At the time this article was written Joan Barton was Director of the British Columbia Legislative Library

The British Columbia Legislative Library has, since its inception, fostered and supported library development throughout the Province. Its policies and activities, however, remain little understood by its membership and by casual users alike. In fact, the Library itself, in day-to-day activities may at first glance appear uncertain of its own mandate and priorities.

The legislated mandate is clear: to provide reference and research services for the Members of the Legislative Assembly, their research staffs, the Executive Council and the Officers of the House. On the other hand many of its present activities remain rooted in history and tradition and appear to bear no relationship to the straightforward mandate.

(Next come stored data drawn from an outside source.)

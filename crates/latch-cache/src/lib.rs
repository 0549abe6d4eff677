//! Latch Cache - Key-value cache abstractions
//!
//! Short-lived state (one-time codes) lives behind the [`KeyValueStore`]
//! trait so the session core never depends on a concrete cache.
//!
//! # Example
//!
//! ```rust,ignore
//! use latch_cache::{RedisConfig, RedisConnection, RedisStore};
//!
//! let connection = Arc::new(RedisConnection::new(RedisConfig::from_url("redis://localhost:6379")?)?);
//! let store = RedisStore::new(Arc::clone(&connection));
//!
//! store.set_with_ttl("otp:user@example.com", "123456", Duration::from_secs(600)).await?;
//! ```

pub mod connection;
pub mod error;
pub mod memory;
pub mod redis_store;
pub mod store;

pub use connection::{ConnectionState, HealthCheck, RedisConfig, RedisConnection};
pub use error::{CacheError, CacheResult};
pub use memory::MemoryStore;
pub use redis_store::RedisStore;
pub use store::*;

The Library was founded in 1863 by a grant of two hundred and fifty pounds to serve the Colonial Legislature of Vancouver Island and subsequently the Legislators of the Province of British Columbia, when the united colony of Vancouver Island and the mainland colony of British Columbia joined Confederation in 1871.

The first professional Librarian, R.E. Gosnell, a close friend of Premier Sir Richard McBride, declared that he intended to create a library which would "anticipate not only the requirements of the Legislative Assembly but of the Province at large." He set out to create, in effect, a Provincial Library and as such the name was used interchangeably for the institution that was by statute, still the Legislative Library.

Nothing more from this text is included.